Job Description
Xometry is seeking a Sr. Manager of Site Reliability Engineering (SRE). This role involves crafting the strategic direction for SRE teams and initiatives, helping Xometry build cost-effective, secure, fast, and reliable systems for its global manufacturing marketplace.
Responsibilities:
- Define standards, metrics, and practices to improve operational rigor, efficiency, and engineering velocity.
- Establish automated and self-service strategies to improve operational efficiency and development team self-sufficiency.
- Champion and measure observability, monitoring, and metrics practices.
- Supervise development, configuration, and maintenance of underlying platforms for deployed software.
- Supervise development, configuration, and maintenance of observability and monitoring tools.
- Supervise development, configuration, and maintenance of software development (CI/CD) tools.
Requirements:
- 7+ years of experience in software development and site reliability.

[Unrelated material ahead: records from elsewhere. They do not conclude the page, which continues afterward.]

//! Scripted transport for driving channels without sockets.

use std::collections::VecDeque;
use std::io;
use std::os::unix::io::RawFd;
use std::sync::{Arc, Mutex};

use gvnet_core::{Timeout, Transport};

/// Route `log` output through the test harness; `RUST_LOG` picks the level.
pub(crate) fn init_logging() {
    let _ = env_logger::builder().is_test(true).try_init();
}

/// Replays queued `recv` results (an empty `Ok` is EOF, an exhausted queue
/// is would-block) and records everything sent. Queued results count as
/// input already decoded by the transport.
#[derive(Debug, Default)]
pub(crate) struct ScriptedTransport {
    pub recv: VecDeque<io::Result<Vec<u8>>>,
    /// With an empty queue, fill every `recv` buffer instead of blocking.
    pub flood: bool,
    pub recv_calls: Arc<Mutex<usize>>,
    pub send_errors: VecDeque<io::Error>,
    /// Max bytes accepted per `send`; 0 means unlimited.
    pub send_limit: usize,
    /// Alternate accepted sends with would-block.
    pub stall: bool,
    stalled: bool,
    pub sent: Arc<Mutex<Vec<u8>>>,
    pub modes: Arc<Mutex<Vec<Timeout>>>,
    pub closed: Arc<Mutex<bool>>,
}

impl ScriptedTransport {
    pub fn new() -> Self {
        Self::default()
    }

    pub fn with_recv<I>(items: I) -> Self
    where
        I: IntoIterator<Item = io::Result<Vec<u8>>>,
    {
        Self {
            recv: items.into_iter().collect(),
            ..Self::default()
        }
    }
}

impl Transport for ScriptedTransport {
    fn send(&mut self, buf: &[u8]) -> io::Result<usize> {
        if let Some(err) = self.send_errors.pop_front() {
            return Err(err);
        }
        if self.stall {
            self.stalled = !self.stalled;
            if !self.stalled {
                return Err(io::ErrorKind::WouldBlock.into());
            }
        }
        let n = match self.send_limit {
            0 => buf.len(),
            limit => buf.len().min(limit),
        };
        self.sent.lock().unwrap().extend_from_slice(&buf[..n]);
        Ok(n)
    }

    fn recv(&mut self, buf: &mut [u8]) -> io::Result<usize> {
        *self.recv_calls.lock().unwrap() += 1;
        match self.recv.pop_front() {
            None if self.flood => {
                buf.fill(b'x');
                Ok(buf.len())
            }
            None => Err(io::ErrorKind::WouldBlock.into()),
            Some(Err(e)) => Err(e),
            Some(Ok(data)) => {
                let n = data.len().min(buf.len());
                buf[..n].copy_from_slice(&data[..n]);
                if n < data.len() {
                    self.recv.push_front(Ok(data[n..].to_vec()));
                }
                Ok(n)
            }
        }
    }

    fn set_timeout(&mut self, timeout: Timeout) -> io::Result<()> {
        self.modes.lock().unwrap().push(timeout);
        Ok(())
    }

    fn pending_input(&mut self) -> usize {
        self.recv.len()
    }

    fn close(&mut self) -> io::Result<()> {
        *self.closed.lock().unwrap() = true;
        Ok(())
    }

    fn raw_fd(&self) -> RawFd {
        1_000_000
    }

    fn describe(&self) -> String {
        "scripted".to_string()
    }
}
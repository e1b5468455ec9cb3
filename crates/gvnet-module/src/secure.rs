//! TLS channels.
//!
//! Same contract as the plain ones. The difference is error classification:
//! the TLS layer surfaces record errors and would-block/timeout through the
//! same error type, so [`SecurePolicy`] sorts them by message text.

use std::io;
use std::net::{SocketAddr, TcpListener, TcpStream, ToSocketAddrs};
use std::os::unix::io::RawFd;
use std::sync::Arc;

use gvnet_core::{
    Accepted, Channel, ChannelConfig, ChannelCore, ChannelError, ReadOpts, Result, Timeout,
};
use log::warn;
use rustls::{ClientConfig, ServerConfig};

use crate::policy::{ErrorClass, ErrorPolicy, IoOp};
use crate::server::ServerChannel;
use crate::stream::StreamChannel;
use crate::tls::TlsTransport;

/// Message fragments that mean "try again later".
const TRANSIENT_MARKERS: [&str; 3] = ["timed out", "would block", "temporarily unavailable"];

/// Only tolerated on accept: the client gave up before we got to it.
const ACCEPT_RESET_MARKER: &str = "connection reset by peer";

/// Message-text classification for TLS transports.
#[derive(Debug, Clone, Copy, Default)]
pub struct SecurePolicy;

/// Classify an error message. Case-insensitive substring match.
pub fn classify_message(op: IoOp, msg: &str) -> ErrorClass {
    let msg = msg.to_ascii_lowercase();
    if TRANSIENT_MARKERS.iter().any(|m| msg.contains(m)) {
        return ErrorClass::Retry;
    }
    if op == IoOp::Accept && msg.contains(ACCEPT_RESET_MARKER) {
        return ErrorClass::Retry;
    }
    ErrorClass::Fatal
}

impl ErrorPolicy for SecurePolicy {
    const DRAIN_READS: bool = true;

    fn classify(op: IoOp, err: &io::Error) -> ErrorClass {
        if err.kind() == io::ErrorKind::Interrupted {
            return ErrorClass::Interrupted;
        }
        classify_message(op, &err.to_string())
    }
}

pub type SecureStreamChannel<T = TlsTransport> = StreamChannel<T, SecurePolicy>;

impl StreamChannel<TlsTransport, SecurePolicy> {
    /// TCP connect plus a client-side TLS session. The handshake completes
    /// on first I/O.
    pub fn connect<A: ToSocketAddrs>(
        addr: A,
        server_name: &str,
        tls: Arc<ClientConfig>,
    ) -> Result<Self> {
        Self::connect_with(addr, server_name, tls, &ChannelConfig::from_env())
    }

    pub fn connect_with<A: ToSocketAddrs>(
        addr: A,
        server_name: &str,
        tls: Arc<ClientConfig>,
        config: &ChannelConfig,
    ) -> Result<Self> {
        let sock = TcpStream::connect(addr).map_err(ChannelError::UnderlyingFailure)?;
        sock.set_nodelay(config.nodelay)
            .map_err(ChannelError::UnderlyingFailure)?;
        let transport = TlsTransport::client(sock, server_name, tls)
            .map_err(ChannelError::UnderlyingFailure)?;
        Self::with_config(transport, config)
    }
}

/// Listening TCP socket whose accepted connections speak TLS.
pub struct SecureServerChannel {
    inner: ServerChannel<TcpListener, SecurePolicy>,
    tls: Arc<ServerConfig>,
}

impl SecureServerChannel {
    pub fn bind<S: ToSocketAddrs>(addr: S, tls: Arc<ServerConfig>) -> Result<Self> {
        Self::bind_with(addr, tls, ChannelConfig::from_env())
    }

    pub fn bind_with<S: ToSocketAddrs>(
        addr: S,
        tls: Arc<ServerConfig>,
        config: ChannelConfig,
    ) -> Result<Self> {
        let listener = TcpListener::bind(addr).map_err(ChannelError::UnderlyingFailure)?;
        Ok(Self {
            inner: ServerChannel::with_config(listener, config)?,
            tls,
        })
    }

    pub fn local_addr(&self) -> Result<SocketAddr> {
        self.inner.local_addr()
    }

    /// Accept one connection and wrap it in a server-side TLS session.
    pub fn accept(&mut self) -> Result<(SecureStreamChannel, SocketAddr)> {
        let (sock, addr) = self.inner.accept_raw()?;
        let transport = match TlsTransport::server(sock, Arc::clone(&self.tls)) {
            Ok(t) => t,
            Err(e) => {
                warn!("listener {}: tls session for {} refused: {}", self.name(), addr, e);
                return Err(ChannelError::DataNotAvailable);
            }
        };
        let channel = SecureStreamChannel::with_config(transport, self.inner.config())?;
        Ok((channel, addr))
    }
}

impl Channel for SecureServerChannel {
    fn core(&self) -> &ChannelCore {
        self.inner.core()
    }

    fn core_mut(&mut self) -> &mut ChannelCore {
        self.inner.core_mut()
    }

    fn apply_timeout(&mut self, timeout: Timeout) -> Result<()> {
        self.inner.apply_timeout(timeout)
    }

    fn fd(&self) -> Result<RawFd> {
        self.inner.fd()
    }

    fn read(&mut self, count: usize, opts: ReadOpts) -> Result<Vec<u8>> {
        self.inner.read(count, opts)
    }

    fn write(&mut self, data: &[u8]) -> Result<()> {
        self.inner.write(data)
    }

    fn on_read(&mut self) -> Result<()> {
        self.inner.on_read()
    }

    fn on_write(&mut self) -> Result<()> {
        self.inner.on_write()
    }

    fn close(&mut self) {
        self.inner.close()
    }

    fn is_write_pending(&self) -> bool {
        false
    }

    fn is_listening(&self) -> bool {
        true
    }

    fn accept_channel(&mut self) -> Result<Accepted> {
        let (channel, addr) = self.accept()?;
        Ok(Accepted {
            channel: Box::new(channel),
            peer: addr.to_string(),
        })
    }
}
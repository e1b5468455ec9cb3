//! Application callbacks.
//!
//! Every hook has a no-op default, so an application overrides only the
//! events it cares about. Hooks run on the reactor thread, inside the
//! iteration that produced the event.

use gvnet_core::{Accepted, Channel};

use crate::reactor::ChannelId;
use crate::stats::ReactorStats;

/// Why a channel left the reactor.
#[derive(Debug, Clone, Copy, PartialEq, Eq)]
pub enum CloseReason {
    /// Peer EOF or a local `close`.
    Closed,
    /// Hard transport failure.
    Failed,
    /// Idle longer than its expiration interval.
    Expired,
    /// Blamed for a failed readiness poll.
    PollFailure,
    /// Reactor shutdown.
    Shutdown,
}

pub trait ReactorHooks {
    /// A listening channel produced a connection. Return `None` to drop it.
    fn on_accept(&mut self, _listener: ChannelId, accepted: Accepted) -> Option<Box<dyn Channel>> {
        Some(accepted.channel)
    }

    /// `on_read` pulled new data into the channel's rx buffer.
    fn on_readable(&mut self, _id: ChannelId, _channel: &mut dyn Channel) {}

    /// `on_write` flushed (some of) the channel's tx buffer.
    fn on_writable(&mut self, _id: ChannelId, _channel: &mut dyn Channel) {}

    /// The channel was evicted and closed. Residual rx bytes are still
    /// readable here.
    fn on_closed(&mut self, _id: ChannelId, _channel: &mut dyn Channel, _reason: CloseReason) {}

    /// Start of every iteration.
    fn on_tick(&mut self, _stats: &ReactorStats) {}

    fn on_startup(&mut self) {}

    fn on_cleanup(&mut self) {}
}

/// Accept everything, observe nothing.
#[derive(Debug, Clone, Copy, Default)]
pub struct NoHooks;

impl ReactorHooks for NoHooks {}
//! The channel capability interface.
//!
//! Every transport variant (plain stream, listening socket, TLS stream,
//! expiring decorator) implements [`Channel`]. The reactor only ever sees
//! `Box<dyn Channel>`.
//!
//! Shared state lives in [`ChannelCore`]: the two byte FIFOs, the active
//! flag, the blocking mode and the reactor registration. Implementors expose
//! it through `core()`/`core_mut()` and supply one primitive,
//! `apply_timeout`, that pushes a mode down to the OS handle. Mode changes,
//! registration and unregistration are provided on top of those.
//!
//! ## Read rules
//!
//! | mode            | `count` buffered | short, active                 | short, inactive         |
//! |-----------------|------------------|-------------------------------|-------------------------|
//! | non-blocking    | bytes            | `less_allowed` ? short : DNA  | residual or `Closed`    |
//! | blocking        | bytes            | wait (bounded by timeout)     | residual or `Closed`    |
//!
//! "residual" means the remaining buffered bytes, only with `less_allowed`
//! and only while at least one byte is left.

use std::os::unix::io::RawFd;
use std::time::Instant;

use crate::buffer::ByteFifo;
use crate::error::{ChannelError, Result};
use crate::registry::{Registration, RegistrationToken};
use crate::timeout::Timeout;

/// Flags for [`Channel::read`].
#[derive(Debug, Clone, Copy, PartialEq, Eq, Default)]
pub struct ReadOpts {
    /// Return fewer than `count` bytes instead of failing or waiting.
    pub less_allowed: bool,
    /// Return the bytes without consuming them.
    pub peek: bool,
}

impl ReadOpts {
    /// Exactly `count` bytes, consumed.
    pub const fn exact() -> Self {
        Self { less_allowed: false, peek: false }
    }

    /// Up to `count` bytes, consumed.
    pub const fn up_to() -> Self {
        Self { less_allowed: true, peek: false }
    }

    pub const fn peeking(mut self) -> Self {
        self.peek = true;
        self
    }
}

/// A connection produced by a listening channel.
pub struct Accepted {
    pub channel: Box<dyn Channel>,
    pub peer: String,
}

impl std::fmt::Debug for Accepted {
    fn fmt(&self, f: &mut std::fmt::Formatter<'_>) -> std::fmt::Result {
        f.debug_struct("Accepted")
            .field("channel", &self.channel.name())
            .field("peer", &self.peer)
            .finish()
    }
}

/// Buffers and flags shared by every channel implementation.
#[derive(Debug)]
pub struct ChannelCore {
    tx: ByteFifo,
    rx: ByteFifo,
    active: bool,
    timeout: Timeout,
    registration: Option<Registration>,
    label: String,
}

impl ChannelCore {
    pub fn new(timeout: Timeout, label: impl Into<String>) -> Self {
        Self {
            tx: ByteFifo::new(),
            rx: ByteFifo::new(),
            active: true,
            timeout,
            registration: None,
            label: label.into(),
        }
    }

    #[inline]
    pub fn tx(&self) -> &ByteFifo {
        &self.tx
    }

    #[inline]
    pub fn tx_mut(&mut self) -> &mut ByteFifo {
        &mut self.tx
    }

    #[inline]
    pub fn rx(&self) -> &ByteFifo {
        &self.rx
    }

    #[inline]
    pub fn rx_mut(&mut self) -> &mut ByteFifo {
        &mut self.rx
    }

    #[inline]
    pub fn is_active(&self) -> bool {
        self.active
    }

    /// One-way transition: no new data arrives after this.
    pub fn deactivate(&mut self) {
        self.active = false;
    }

    /// `Closed` once the channel went inactive.
    pub fn ensure_active(&self) -> Result<()> {
        if self.active {
            Ok(())
        } else {
            Err(ChannelError::Closed)
        }
    }

    #[inline]
    pub fn timeout(&self) -> Timeout {
        self.timeout
    }

    /// Record a mode. Does not touch the transport.
    pub fn set_timeout(&mut self, timeout: Timeout) {
        self.timeout = timeout.normalized();
    }

    #[inline]
    pub fn is_registered(&self) -> bool {
        self.registration.is_some()
    }

    pub fn registration(&self) -> Option<&Registration> {
        self.registration.as_ref()
    }

    /// Store the token and switch the recorded mode to non-blocking.
    pub fn register(&mut self, token: RegistrationToken, prior: Timeout) {
        self.registration = Some(Registration::new(token, prior));
        self.timeout = Timeout::NonBlocking;
    }

    pub fn unregister(&mut self) -> Option<Registration> {
        self.registration.take()
    }

    pub fn label(&self) -> &str {
        &self.label
    }

    /// Serve a read from the rx buffer without touching the transport.
    pub fn take_rx(&mut self, count: usize, opts: ReadOpts) -> Result<Vec<u8>> {
        let available = self.rx.len();
        if available >= count {
            return Ok(self.drain_rx(count, opts.peek));
        }
        if !self.active {
            if opts.less_allowed && available > 0 {
                return Ok(self.drain_rx(available, opts.peek));
            }
            return Err(ChannelError::Closed);
        }
        if opts.less_allowed {
            return Ok(self.drain_rx(available, opts.peek));
        }
        Err(ChannelError::DataNotAvailable)
    }

    fn drain_rx(&mut self, n: usize, peek: bool) -> Vec<u8> {
        if peek {
            self.rx.peek(n)
        } else {
            self.rx.take(n)
        }
    }
}

/// Capability interface the reactor drives.
///
/// `read`/`write` are the application-facing operations. `on_read`/
/// `on_write` are the readiness callbacks, only meaningful in non-blocking
/// mode. Listening channels answer `accept_channel` and reject byte I/O.
pub trait Channel: Send {
    fn core(&self) -> &ChannelCore;

    fn core_mut(&mut self) -> &mut ChannelCore;

    /// Push a blocking mode down to the OS handle.
    fn apply_timeout(&mut self, timeout: Timeout) -> Result<()>;

    /// Descriptor for readiness polling. Fails once the channel is closed.
    fn fd(&self) -> Result<RawFd>;

    /// Read `count` bytes according to the channel's mode and `opts`.
    fn read(&mut self, count: usize, opts: ReadOpts) -> Result<Vec<u8>>;

    /// Queue (non-blocking) or send (blocking) `data`.
    fn write(&mut self, data: &[u8]) -> Result<()>;

    /// Readable callback: pull a chunk from the transport into rx.
    fn on_read(&mut self) -> Result<()>;

    /// Writable callback: flush as much of tx as the transport accepts.
    fn on_write(&mut self) -> Result<()>;

    /// Mark inactive and release the transport. Idempotent.
    fn close(&mut self);

    /// True while there is output waiting for the transport.
    fn is_write_pending(&self) -> bool;

    fn accept_channel(&mut self) -> Result<Accepted> {
        Err(ChannelError::InvalidOperation("accept on a stream channel"))
    }

    fn is_listening(&self) -> bool {
        false
    }

    fn has_expired(&self, _now: Instant) -> bool {
        false
    }

    fn name(&self) -> &str {
        self.core().label()
    }

    fn is_active(&self) -> bool {
        self.core().is_active()
    }

    fn timeout(&self) -> Timeout {
        self.core().timeout()
    }

    /// Bytes waiting in the rx buffer.
    fn buffered(&self) -> usize {
        self.core().rx().len()
    }

    fn is_registered(&self) -> bool {
        self.core().is_registered()
    }

    fn registration(&self) -> Option<&RegistrationToken> {
        self.core().registration().map(Registration::token)
    }

    /// `settimeout`: illegal while a reactor owns the channel.
    fn set_timeout(&mut self, timeout: Timeout) -> Result<()> {
        if self.core().is_registered() {
            return Err(ChannelError::InvalidOperation(
                "timeout change on a reactor-registered channel",
            ));
        }
        let timeout = timeout.normalized();
        self.apply_timeout(timeout)?;
        self.core_mut().set_timeout(timeout);
        Ok(())
    }

    /// Hand the channel to a reactor: remember the mode, force non-blocking.
    fn attach(&mut self, token: RegistrationToken) -> Result<()> {
        if self.core().is_registered() {
            return Err(ChannelError::InvalidOperation(
                "channel already registered with a reactor",
            ));
        }
        let prior = self.core().timeout();
        self.apply_timeout(Timeout::NonBlocking)?;
        self.core_mut().register(token, prior);
        Ok(())
    }

    /// Release the channel from its reactor and restore the prior mode.
    fn detach(&mut self) -> Result<()> {
        let Some(registration) = self.core_mut().unregister() else {
            return Ok(());
        };
        let prior = registration.prior();
        self.core_mut().set_timeout(prior);
        if self.core().is_active() {
            self.apply_timeout(prior)?;
        }
        Ok(())
    }
}

/// Lets decorators wrap an already-boxed channel, e.g. the one handed out by
/// `accept_channel`.
impl<C: Channel + ?Sized> Channel for Box<C> {
    fn core(&self) -> &ChannelCore {
        (**self).core()
    }

    fn core_mut(&mut self) -> &mut ChannelCore {
        (**self).core_mut()
    }

    fn apply_timeout(&mut self, timeout: Timeout) -> Result<()> {
        (**self).apply_timeout(timeout)
    }

    fn fd(&self) -> Result<RawFd> {
        (**self).fd()
    }

    fn read(&mut self, count: usize, opts: ReadOpts) -> Result<Vec<u8>> {
        (**self).read(count, opts)
    }

    fn write(&mut self, data: &[u8]) -> Result<()> {
        (**self).write(data)
    }

    fn on_read(&mut self) -> Result<()> {
        (**self).on_read()
    }

    fn on_write(&mut self) -> Result<()> {
        (**self).on_write()
    }

    fn close(&mut self) {
        (**self).close()
    }

    fn is_write_pending(&self) -> bool {
        (**self).is_write_pending()
    }

    fn accept_channel(&mut self) -> Result<Accepted> {
        (**self).accept_channel()
    }

    fn is_listening(&self) -> bool {
        (**self).is_listening()
    }

    fn has_expired(&self, now: Instant) -> bool {
        (**self).has_expired(now)
    }

    fn name(&self) -> &str {
        (**self).name()
    }

    fn set_timeout(&mut self, timeout: Timeout) -> Result<()> {
        (**self).set_timeout(timeout)
    }

    fn attach(&mut self, token: RegistrationToken) -> Result<()> {
        (**self).attach(token)
    }

    fn detach(&mut self) -> Result<()> {
        (**self).detach()
    }
}
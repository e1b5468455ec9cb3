//! Environment overrides for `GVNET_*` settings.
//!
//! ```ignore
//! use gvnet_core::env::{env_get, env_get_bool, env_get_millis};
//!
//! let chunk: usize = env_get("GVNET_READ_CHUNK", 1024);
//! let nodelay = env_get_bool("GVNET_NODELAY", true);
//! let poll = env_get_millis("GVNET_POLL_TIMEOUT_MS", 100);
//! ```
//!
//! Unset or unparsable values fall back to the default; a typo in the
//! environment never aborts startup.

use std::str::FromStr;
use std::time::Duration;

/// Parse `key` as `T`, or return `default`.
#[inline]
pub fn env_get<T>(key: &str, default: T) -> T
where
    T: FromStr,
{
    env_get_opt(key).unwrap_or(default)
}

/// `Some(T)` only when `key` is set and parses.
#[inline]
pub fn env_get_opt<T>(key: &str) -> Option<T>
where
    T: FromStr,
{
    std::env::var(key).ok().and_then(|v| v.trim().parse().ok())
}

/// Boolean flag. "1", "true", "yes", "on" (any case) are true, anything
/// else that is set is false.
#[inline]
pub fn env_get_bool(key: &str, default: bool) -> bool {
    match std::env::var(key) {
        Ok(val) => matches!(
            val.trim().to_ascii_lowercase().as_str(),
            "1" | "true" | "yes" | "on"
        ),
        Err(_) => default,
    }
}

/// Millisecond duration.
#[inline]
pub fn env_get_millis(key: &str, default_ms: u64) -> Duration {
    Duration::from_millis(env_get(key, default_ms))
}

/// Optional millisecond duration; unset means "disabled".
#[inline]
pub fn env_get_millis_opt(key: &str) -> Option<Duration> {
    env_get_opt::<u64>(key).map(Duration::from_millis)
}
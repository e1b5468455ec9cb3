//! Reactor configuration.
//!
//! Environment variables (all optional):
//! - `GVNET_POLL_TIMEOUT_MS`: upper bound on one readiness poll (default 100)
//! - `GVNET_INJECT_BATCH`: injected channels registered per iteration (default 256)
//! - `GVNET_IDLE_TIMEOUT_MS`: idle expiry for accepted connections (default off)

use std::time::Duration;

use gvnet_core::env::{env_get, env_get_millis, env_get_millis_opt};
use gvnet_core::ConfigError;

pub mod defaults {
    pub const POLL_TIMEOUT_MS: u64 = 100;
    pub const INJECT_BATCH: usize = 256;
}

#[derive(Debug, Clone, PartialEq, Eq)]
pub struct ReactorConfig {
    /// Bounds each poll so the stop flag stays responsive.
    pub poll_timeout: Duration,
    /// Cap on injected channels taken per iteration.
    pub inject_batch: usize,
    /// Applications wrap accepted channels in `ExpiringChannel` with this.
    pub idle_timeout: Option<Duration>,
}

impl Default for ReactorConfig {
    fn default() -> Self {
        Self::from_env()
    }
}

impl ReactorConfig {
    pub fn from_env() -> Self {
        Self {
            poll_timeout: env_get_millis("GVNET_POLL_TIMEOUT_MS", defaults::POLL_TIMEOUT_MS),
            inject_batch: env_get("GVNET_INJECT_BATCH", defaults::INJECT_BATCH),
            idle_timeout: env_get_millis_opt("GVNET_IDLE_TIMEOUT_MS"),
        }
    }

    pub fn new() -> Self {
        Self {
            poll_timeout: Duration::from_millis(defaults::POLL_TIMEOUT_MS),
            inject_batch: defaults::INJECT_BATCH,
            idle_timeout: None,
        }
    }

    pub fn poll_timeout(mut self, d: Duration) -> Self {
        self.poll_timeout = d;
        self
    }

    pub fn inject_batch(mut self, n: usize) -> Self {
        self.inject_batch = n;
        self
    }

    pub fn idle_timeout(mut self, d: Option<Duration>) -> Self {
        self.idle_timeout = d;
        self
    }

    pub fn validate(&self) -> Result<(), ConfigError> {
        if self.inject_batch == 0 {
            return Err(ConfigError::InvalidValue("inject_batch must be > 0"));
        }
        if self.poll_timeout.as_millis() > i32::MAX as u128 {
            return Err(ConfigError::InvalidValue("poll_timeout must fit in i32 milliseconds"));
        }
        if self.idle_timeout.is_some_and(|d| d.is_zero()) {
            return Err(ConfigError::InvalidValue("idle_timeout must be > 0 when set"));
        }
        Ok(())
    }

    /// Print configuration (for debugging)
    pub fn print(&self) {
        eprintln!("gvnet reactor configuration:");
        eprintln!("  poll_timeout:  {:?}", self.poll_timeout);
        eprintln!("  inject_batch:  {}", self.inject_batch);
        eprintln!("  idle_timeout:  {:?}", self.idle_timeout);
    }
}
//! Per-channel configuration.
//!
//! Library defaults, overridable from the environment:
//!
//! | Variable           | Field        | Default |
//! |--------------------|--------------|---------|
//! | `GVNET_READ_CHUNK` | `read_chunk` | 1024    |
//! | `GVNET_NODELAY`    | `nodelay`    | true    |
//!
//! ```ignore
//! let config = ChannelConfig::from_env().read_chunk(16 * 1024);
//! config.validate()?;
//! ```

use thiserror::Error;

use crate::env::{env_get, env_get_bool};

pub mod defaults {
    /// Bytes pulled from the transport per readable event.
    pub const READ_CHUNK: usize = 1024;
    /// Set `TCP_NODELAY` on connected TCP streams.
    pub const NODELAY: bool = true;
}

#[derive(Debug, Clone, PartialEq, Eq)]
pub struct ChannelConfig {
    /// Receive size used by `on_read` and the blocking accumulator.
    pub read_chunk: usize,
    /// Disable Nagle on TCP streams this crate connects or accepts.
    pub nodelay: bool,
}

impl Default for ChannelConfig {
    fn default() -> Self {
        Self::from_env()
    }
}

impl ChannelConfig {
    /// Defaults with `GVNET_*` overrides applied.
    pub fn from_env() -> Self {
        Self {
            read_chunk: env_get("GVNET_READ_CHUNK", defaults::READ_CHUNK),
            nodelay: env_get_bool("GVNET_NODELAY", defaults::NODELAY),
        }
    }

    /// Library defaults, environment ignored.
    pub fn new() -> Self {
        Self {
            read_chunk: defaults::READ_CHUNK,
            nodelay: defaults::NODELAY,
        }
    }

    pub fn read_chunk(mut self, n: usize) -> Self {
        self.read_chunk = n;
        self
    }

    pub fn nodelay(mut self, enable: bool) -> Self {
        self.nodelay = enable;
        self
    }

    pub fn validate(&self) -> Result<(), ConfigError> {
        if self.read_chunk == 0 {
            return Err(ConfigError::InvalidValue("read_chunk must be > 0"));
        }
        Ok(())
    }
}

/// Rejected configuration value.
#[derive(Debug, Clone, PartialEq, Eq, Error)]
pub enum ConfigError {
    #[error("invalid config: {0}")]
    InvalidValue(&'static str),
}

#[cfg(test)]
mod tests {
    use super::*;

    #[test]
    fn test_defaults_validate() {
        let config = ChannelConfig::new();
        assert_eq!(config.read_chunk, 1024);
        assert!(config.nodelay);
        assert!(config.validate().is_ok());
    }

    #[test]
    fn test_builder_and_validation() {
        let config = ChannelConfig::new().read_chunk(6).nodelay(false);
        assert_eq!(config.read_chunk, 6);
        assert!(!config.nodelay);

        let err = ChannelConfig::new().read_chunk(0).validate().unwrap_err();
        assert_eq!(err.to_string(), "invalid config: read_chunk must be > 0");
    }
}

- Experience in a fast-paced, product-driven environment.
- An iterative approach to balance short-term priorities with a long-term target architecture.
- A proven track record of building and growing a high-performing SRE team.
- A strong understanding of infrastructure automation observability within distributed systems.
- Experience in defining & operationalizing SLOs, SLAs, and error budgets.
- Demonstrated ability to communicate effectively with all levels of staff.
- A US person (citizen or green card holder).
Xometry offers:
- Opportunity to work on building cost-effective, secure, fast, and reliable systems.
- A chance to define strategic direction for SRE teams and initiatives.